Collaboration between the Career Center and Tyler Technology ISD and the Wayne D.C. Center for Exclusive Programs. Bashirs will make a difference for students with cognitive, physical and other disabilities.
Since mid-January, students at the Vocational Technical Center have been working on a number of projects that will help Bashar students in their day-to-day activities.
The components include 3D alphabet numbers and animal shapes to support reading lessons, puzzle shapes to support math lessons, adapted trays to support functional skills, such as lunch trays, tactical boxes for science lessons to help with handouts, and style. help technology devices and stencils to sign their name.

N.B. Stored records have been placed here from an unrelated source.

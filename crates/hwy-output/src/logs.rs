//! Maintenance log files.

use std::fs::File;
use std::io::{BufWriter, Write};
use std::path::Path;

use hwy_core::{DatacheckEntry, FpEntry};
use hwy_model::HighwayData;
use hwy_travel::RegionStats;

use crate::OutputResult;

/// Standard first line of most log files.
pub fn log_header(out: &mut impl Write) -> std::io::Result<()> {
    writeln!(out, "Log file created at: {}", chrono::Local::now())
}

fn create(path: &Path) -> std::io::Result<BufWriter<File>> {
    Ok(BufWriter::new(File::create(path)?))
}

/// Write one line per entry, no header (`unprocessedwpts.log`,
/// `waypointsimplification.log`, `nmpfpsunmatched.log`).
pub fn write_plain_log(path: &Path, lines: &[String]) -> OutputResult<()> {
    let mut out = create(path)?;
    for line in lines {
        writeln!(out, "{line}")?;
    }
    Ok(())
}

/// Write a header plus one line per entry (`concurrencies.log` and
/// friends).
pub fn write_headed_log(path: &Path, lines: &[String]) -> OutputResult<()> {
    let mut out = create(path)?;
    log_header(&mut out)?;
    for line in lines {
        writeln!(out, "{line}")?;
    }
    Ok(())
}

/// `pointsinuse.log`, `unusedaltlabels.log`, `listnamesinuse.log`, and
/// `unusedaltroutenames.log`: which labels and list names travel lists
/// actually referenced, and which alternates nobody uses anymore.
pub fn write_inuse_logs(data: &HighwayData, log_path: &Path) -> OutputResult<()> {
    let mut piu = create(&log_path.join("pointsinuse.log"))?;
    let mut lniu = create(&log_path.join("listnamesinuse.log"))?;
    let mut uarn = create(&log_path.join("unusedaltroutenames.log"))?;
    log_header(&mut piu)?;
    log_header(&mut lniu)?;
    log_header(&mut uarn)?;

    let mut unused_alt_labels: Vec<String> = Vec::new();
    let mut total_unused_alt_labels = 0;
    let mut total_unused_alt_route_names = 0;

    for system in &data.systems {
        for &r in &system.routes {
            let route = data.route(r);
            if !route.labels_in_use.is_empty() {
                write!(piu, "{}({}):", route.root, route.points.len())?;
                for label in &route.labels_in_use {
                    write!(piu, " {label}")?;
                }
                writeln!(piu)?;
            }
            if !route.unused_alt_labels.is_empty() {
                total_unused_alt_labels += route.unused_alt_labels.len();
                let mut entry = format!("{}({}):", route.root, route.unused_alt_labels.len());
                for label in &route.unused_alt_labels {
                    entry.push(' ');
                    entry.push_str(label);
                }
                unused_alt_labels.push(entry);
            }
        }
        if !system.listnames_in_use.is_empty() {
            write!(lniu, "{}({}):", system.name, system.routes.len())?;
            for name in &system.listnames_in_use {
                write!(lniu, " \"{name}\"")?;
            }
            writeln!(lniu)?;
        }
        if !system.unused_alt_route_names.is_empty() {
            total_unused_alt_route_names += system.unused_alt_route_names.len();
            write!(uarn, "{}({}):", system.name, system.unused_alt_route_names.len())?;
            for name in &system.unused_alt_route_names {
                write!(uarn, " \"{name}\"")?;
            }
            writeln!(uarn)?;
        }
    }
    writeln!(uarn, "Total: {total_unused_alt_route_names}")?;

    unused_alt_labels.sort();
    let mut ual = create(&log_path.join("unusedaltlabels.log"))?;
    log_header(&mut ual)?;
    for entry in unused_alt_labels {
        writeln!(ual, "{entry}")?;
    }
    writeln!(ual, "Total: {total_unused_alt_labels}")?;
    Ok(())
}

/// `highwaydatastats.log`: overall, per-region, per-system, and per-route
/// mileage totals.
pub fn write_highway_data_stats(
    data: &HighwayData,
    stats: &RegionStats,
    log_path: &Path,
) -> OutputResult<()> {
    let mut out = create(&log_path.join("highwaydatastats.log"))?;
    writeln!(out, "Highway mileage as of {}", chrono::Local::now())?;
    writeln!(out, "Active routes (active): {:.2} mi", stats.active_only_miles())?;
    writeln!(out, "Clinchable routes (active, preview): {:.2} mi", stats.active_preview_miles())?;
    writeln!(out, "All routes (active, preview, devel): {:.2} mi", stats.overall_miles())?;
    writeln!(out, "Breakdown by region:")?;
    for (region, &overall) in &stats.overall_mileage_by_region {
        let active = stats.active_only_mileage_by_region.get(region).copied().unwrap_or(0.0);
        let preview = stats.active_preview_mileage_by_region.get(region).copied().unwrap_or(0.0);
        writeln!(
            out,
            "{region}: {active:.2} (active), {preview:.2} (active, preview) {overall:.2} (active, preview, devel)"
        )?;
    }

    for system in &data.systems {
        writeln!(
            out,
            "System {} ({}) total: {:.2} mi",
            system.name,
            system.level,
            system.total_mileage()
        )?;
        if system.mileage_by_region.len() > 1 {
            writeln!(out, "System {} by region:", system.name)?;
            for (region, miles) in &system.mileage_by_region {
                writeln!(out, "{region}: {miles:.2} mi")?;
            }
        }
        writeln!(out, "System {} by route:", system.name)?;
        for &cr in &system.con_routes {
            let con = data.con_route(cr);
            let mut member_lines = String::new();
            for &r in &con.roots {
                let route = data.route(r);
                member_lines
                    .push_str(&format!("  {}: {:.2} mi\n", route.readable_name(), route.mileage));
            }
            write!(out, "{}: {:.2} mi", con.readable_name(), con.mileage)?;
            if con.roots.len() == 1 {
                writeln!(out, " ({} only)", data.route(con.roots[0]).readable_name())?;
            } else {
                writeln!(out)?;
                write!(out, "{member_lines}")?;
            }
        }
    }
    Ok(())
}

/// `datacheck.log`: surviving (non-false-positive) errors, ready to paste
/// into the FP file.
pub fn write_datacheck_log(entries: &[DatacheckEntry], log_path: &Path) -> OutputResult<()> {
    let mut out = create(&log_path.join("datacheck.log"))?;
    log_header(&mut out)?;
    writeln!(out, "Datacheck errors that have been flagged as false positives are not included.")?;
    writeln!(out, "These entries should be in a format ready to paste into datacheckfps.csv.")?;
    writeln!(out, "Root;Waypoint1;Waypoint2;Waypoint3;Error;Info")?;
    if entries.is_empty() {
        writeln!(out, "No datacheck errors found.")?;
    }
    for entry in entries {
        if !entry.fp {
            writeln!(out, "{entry}")?;
        }
    }
    Ok(())
}

/// `nearmatchfps.log`: FP entries that matched an error in everything but
/// the info field, with ready-made corrections.
pub fn write_nearmatch_fps_log(lines: &[String], log_path: &Path) -> OutputResult<()> {
    let mut out = create(&log_path.join("nearmatchfps.log"))?;
    log_header(&mut out)?;
    for line in lines {
        writeln!(out, "{line}")?;
    }
    Ok(())
}

/// `unmatchedfps.log`: FP entries that suppressed nothing.
pub fn write_unmatched_fps_log(unmatched: &[FpEntry], log_path: &Path) -> OutputResult<()> {
    let mut out = create(&log_path.join("unmatchedfps.log"))?;
    log_header(&mut out)?;
    if unmatched.is_empty() {
        writeln!(out, "No unmatched FP entries.")?;
    } else {
        for fp in unmatched {
            writeln!(out, "{fp}")?;
        }
    }
    Ok(())
}
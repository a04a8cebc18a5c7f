//! Per-user travel state.

use std::collections::{BTreeMap, BTreeSet};

use rustc_hash::FxHashSet;

use hwy_core::{RouteId, SegmentId};

/// Timestamp of a user's most recent `.list` commit, from `listupdates.txt`.
#[derive(Clone, Debug)]
pub struct ListUpdate {
    pub date: String,
    pub time: String,
    pub zone: String,
}

/// One user's travels: clinched segments, log lines, and mileage buckets.
///
/// Constructed once from a `.list` file, grows while entries resolve, and is
/// read-mostly during mileage aggregation (which fills the mileage maps).
#[derive(Clone, Debug, Default)]
pub struct TravelerList {
    pub name: String,
    /// Segments this user has driven, including concurrency augmentations.
    pub clinched: BTreeSet<SegmentId>,
    /// Routes referenced by any (even unparseable) list entry, used to
    /// surface recent-update notices in the user's log.
    pub routes: FxHashSet<RouteId>,
    /// Lines destined for `users/<name>.log`.
    pub log_entries: Vec<String>,
    pub update: Option<ListUpdate>,

    // ── Filled by the mileage aggregator ──────────────────────────────────
    /// Concurrency-adjusted clinched mileage per region, active+preview.
    pub active_preview_mileage_by_region: BTreeMap<String, f64>,
    /// Same, restricted to active systems.
    pub active_only_mileage_by_region: BTreeMap<String, f64>,
    /// Clinched mileage per system per region (system-level concurrency
    /// adjustment).
    pub system_region_mileages: BTreeMap<String, BTreeMap<String, f64>>,
}

impl TravelerList {
    pub fn new(name: String, update: Option<ListUpdate>) -> Self {
        Self {
            name,
            update,
            ..Default::default()
        }
    }

    /// Total active-only clinched mileage across all regions.
    pub fn active_only_miles(&self) -> f64 {
        self.active_only_mileage_by_region.values().sum()
    }

    /// Total active+preview clinched mileage across all regions.
    pub fn active_preview_miles(&self) -> f64 {
        self.active_preview_mileage_by_region.values().sum()
    }

    /// Total clinched mileage within one system.
    pub fn system_miles(&self, system_name: &str) -> f64 {
        self.system_region_mileages
            .get(system_name)
            .map(|by_region| by_region.values().sum())
            .unwrap_or(0.0)
    }
}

Sam Bezche, a teacher of construction and engineering technology, said the partnership actually began last year with a simple request from Boschers to print 3D handicrafts to improve students ’communication with speech problems.
He said that because of last year’s successful project, the Bashars came back with more requests and came up with ideas for facilities that would support teaching lessons, functional skills, technological skills and writing.
“They asked if we could find one or all of them and we took it upon ourselves and I decided to allow the groups to choose what they wanted to build,” Bezche said.
A total of 41 seniors and teens were involved in the project, and 10 groups were formed to distribute the projects between a mix of Tyler Legacy students and Tyler High School students studying at CTC and enrolled in an engineering class.
Tyler High School students Saul Araujo and Daira Banda were in the group responsible for building the stylus to help with the technology devices, and said the process was difficult.
“The model was very difficult to print, the stylus needed power to transfer and tap,” Banda said. He said trial and error were needed until the product was successful.
Araujo said it’s all worth it because the product will help other students.
“We’re doing our part to help them get a better education, which is good,” Araujo said.
Bezche said the process has also helped her students learn.
“They learned the process from start to finish and set a meaningful goal for their product. We often develop products that they can work and learn, but that’s more important because it goes for a bigger goal, ”he said.